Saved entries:
------------

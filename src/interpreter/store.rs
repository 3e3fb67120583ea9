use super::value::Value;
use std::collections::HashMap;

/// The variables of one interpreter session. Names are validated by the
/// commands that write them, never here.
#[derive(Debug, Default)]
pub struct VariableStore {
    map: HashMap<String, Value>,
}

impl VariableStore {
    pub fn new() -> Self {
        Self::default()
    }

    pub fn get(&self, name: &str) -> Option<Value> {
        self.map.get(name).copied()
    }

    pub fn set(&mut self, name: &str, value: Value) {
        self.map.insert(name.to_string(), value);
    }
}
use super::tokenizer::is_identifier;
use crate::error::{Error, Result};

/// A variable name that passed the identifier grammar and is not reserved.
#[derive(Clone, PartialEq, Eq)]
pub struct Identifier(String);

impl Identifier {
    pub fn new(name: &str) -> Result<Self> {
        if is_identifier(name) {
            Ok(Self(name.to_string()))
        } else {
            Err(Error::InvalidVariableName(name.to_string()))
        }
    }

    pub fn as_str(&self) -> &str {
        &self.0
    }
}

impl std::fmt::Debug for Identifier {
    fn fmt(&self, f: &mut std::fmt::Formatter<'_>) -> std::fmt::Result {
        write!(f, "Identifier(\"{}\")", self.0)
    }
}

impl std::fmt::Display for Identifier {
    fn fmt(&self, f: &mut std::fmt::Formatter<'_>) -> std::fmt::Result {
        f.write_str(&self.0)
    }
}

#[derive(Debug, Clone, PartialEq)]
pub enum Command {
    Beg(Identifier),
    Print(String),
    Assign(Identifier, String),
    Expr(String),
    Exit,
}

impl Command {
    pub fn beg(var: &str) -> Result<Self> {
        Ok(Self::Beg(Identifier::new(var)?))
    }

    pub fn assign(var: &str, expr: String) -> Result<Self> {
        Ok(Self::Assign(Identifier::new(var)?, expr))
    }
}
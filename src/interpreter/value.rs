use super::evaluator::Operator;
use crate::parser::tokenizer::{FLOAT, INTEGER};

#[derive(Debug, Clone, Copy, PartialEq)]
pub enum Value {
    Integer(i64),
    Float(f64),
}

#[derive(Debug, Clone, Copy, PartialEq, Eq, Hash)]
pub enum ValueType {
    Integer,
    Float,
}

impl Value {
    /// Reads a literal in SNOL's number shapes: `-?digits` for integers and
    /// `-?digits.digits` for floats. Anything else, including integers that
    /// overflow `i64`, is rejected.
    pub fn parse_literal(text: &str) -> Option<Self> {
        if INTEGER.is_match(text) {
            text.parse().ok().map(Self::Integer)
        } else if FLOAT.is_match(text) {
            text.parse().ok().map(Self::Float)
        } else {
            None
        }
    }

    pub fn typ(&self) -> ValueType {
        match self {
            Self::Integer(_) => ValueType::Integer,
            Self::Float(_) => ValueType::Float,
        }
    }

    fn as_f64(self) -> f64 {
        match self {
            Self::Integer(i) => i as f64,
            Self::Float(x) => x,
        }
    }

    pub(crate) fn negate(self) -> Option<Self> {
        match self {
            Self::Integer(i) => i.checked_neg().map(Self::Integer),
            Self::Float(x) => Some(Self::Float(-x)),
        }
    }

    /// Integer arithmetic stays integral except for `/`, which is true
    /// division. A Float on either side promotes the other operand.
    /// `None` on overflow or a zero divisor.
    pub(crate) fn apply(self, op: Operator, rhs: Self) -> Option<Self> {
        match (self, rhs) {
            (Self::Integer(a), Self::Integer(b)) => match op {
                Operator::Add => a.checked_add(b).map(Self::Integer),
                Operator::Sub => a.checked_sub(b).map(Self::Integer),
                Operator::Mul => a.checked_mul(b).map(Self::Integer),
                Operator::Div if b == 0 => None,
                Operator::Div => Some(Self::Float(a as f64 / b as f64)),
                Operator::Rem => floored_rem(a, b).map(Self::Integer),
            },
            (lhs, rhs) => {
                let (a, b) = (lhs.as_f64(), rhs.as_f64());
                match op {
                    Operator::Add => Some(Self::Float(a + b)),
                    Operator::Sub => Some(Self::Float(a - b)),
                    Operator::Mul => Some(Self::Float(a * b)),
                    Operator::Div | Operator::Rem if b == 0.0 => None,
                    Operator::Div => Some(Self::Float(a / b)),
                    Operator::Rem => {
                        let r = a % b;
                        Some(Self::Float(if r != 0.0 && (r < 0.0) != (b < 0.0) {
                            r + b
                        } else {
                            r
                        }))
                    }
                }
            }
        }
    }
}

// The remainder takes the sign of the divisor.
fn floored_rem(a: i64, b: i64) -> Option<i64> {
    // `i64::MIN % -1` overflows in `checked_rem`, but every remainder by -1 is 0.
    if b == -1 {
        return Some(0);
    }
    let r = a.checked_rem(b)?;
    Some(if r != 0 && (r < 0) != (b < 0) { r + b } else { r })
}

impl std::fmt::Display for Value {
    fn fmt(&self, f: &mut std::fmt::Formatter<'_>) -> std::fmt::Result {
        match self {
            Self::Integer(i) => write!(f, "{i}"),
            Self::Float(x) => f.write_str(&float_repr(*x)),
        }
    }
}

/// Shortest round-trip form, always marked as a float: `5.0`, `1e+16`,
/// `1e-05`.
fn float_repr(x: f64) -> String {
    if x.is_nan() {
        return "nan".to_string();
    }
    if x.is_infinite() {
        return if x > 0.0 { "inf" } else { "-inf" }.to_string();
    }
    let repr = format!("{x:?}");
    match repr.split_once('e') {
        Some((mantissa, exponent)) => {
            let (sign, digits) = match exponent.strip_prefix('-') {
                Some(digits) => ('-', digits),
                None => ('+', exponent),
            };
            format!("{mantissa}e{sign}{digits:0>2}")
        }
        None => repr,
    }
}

------------

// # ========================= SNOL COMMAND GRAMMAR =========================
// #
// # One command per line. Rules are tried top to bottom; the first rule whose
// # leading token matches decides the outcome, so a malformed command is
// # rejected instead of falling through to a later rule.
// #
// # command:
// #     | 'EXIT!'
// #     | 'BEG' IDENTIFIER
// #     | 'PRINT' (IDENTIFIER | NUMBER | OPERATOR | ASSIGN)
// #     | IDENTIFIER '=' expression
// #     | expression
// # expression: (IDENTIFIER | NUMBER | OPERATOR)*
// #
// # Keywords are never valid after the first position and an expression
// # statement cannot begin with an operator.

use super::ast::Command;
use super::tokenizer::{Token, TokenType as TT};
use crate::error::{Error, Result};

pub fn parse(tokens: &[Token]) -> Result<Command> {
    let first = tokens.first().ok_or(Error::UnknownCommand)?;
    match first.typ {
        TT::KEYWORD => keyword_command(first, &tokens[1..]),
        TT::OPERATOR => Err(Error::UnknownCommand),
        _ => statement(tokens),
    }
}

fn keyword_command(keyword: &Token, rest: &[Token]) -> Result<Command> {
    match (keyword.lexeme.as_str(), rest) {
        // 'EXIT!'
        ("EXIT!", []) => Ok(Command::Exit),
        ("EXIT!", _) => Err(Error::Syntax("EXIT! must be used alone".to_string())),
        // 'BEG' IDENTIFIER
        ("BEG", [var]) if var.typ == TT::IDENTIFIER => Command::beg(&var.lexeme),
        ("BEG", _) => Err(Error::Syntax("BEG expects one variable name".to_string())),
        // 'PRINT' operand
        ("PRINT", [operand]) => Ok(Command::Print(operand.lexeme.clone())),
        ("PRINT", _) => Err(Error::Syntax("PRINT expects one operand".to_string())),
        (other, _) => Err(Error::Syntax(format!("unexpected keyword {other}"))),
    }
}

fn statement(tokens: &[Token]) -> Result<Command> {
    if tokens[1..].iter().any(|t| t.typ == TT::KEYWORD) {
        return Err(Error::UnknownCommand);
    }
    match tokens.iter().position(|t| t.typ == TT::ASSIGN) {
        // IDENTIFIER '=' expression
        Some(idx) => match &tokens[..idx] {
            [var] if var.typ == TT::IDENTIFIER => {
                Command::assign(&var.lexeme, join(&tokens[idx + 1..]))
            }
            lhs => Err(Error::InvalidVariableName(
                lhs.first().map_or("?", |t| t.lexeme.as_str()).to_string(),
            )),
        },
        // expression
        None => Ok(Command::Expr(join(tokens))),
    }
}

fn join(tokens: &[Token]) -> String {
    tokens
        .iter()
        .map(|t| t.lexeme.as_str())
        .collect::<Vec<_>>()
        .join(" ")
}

------------

# Work instruction
In the records above, find each line that holds the word "SNOL"; copy all such lines.

# Problem solution
    /// Reads a literal in SNOL's number shapes: `-?digits` for integers and
// # ========================= SNOL COMMAND GRAMMAR =========================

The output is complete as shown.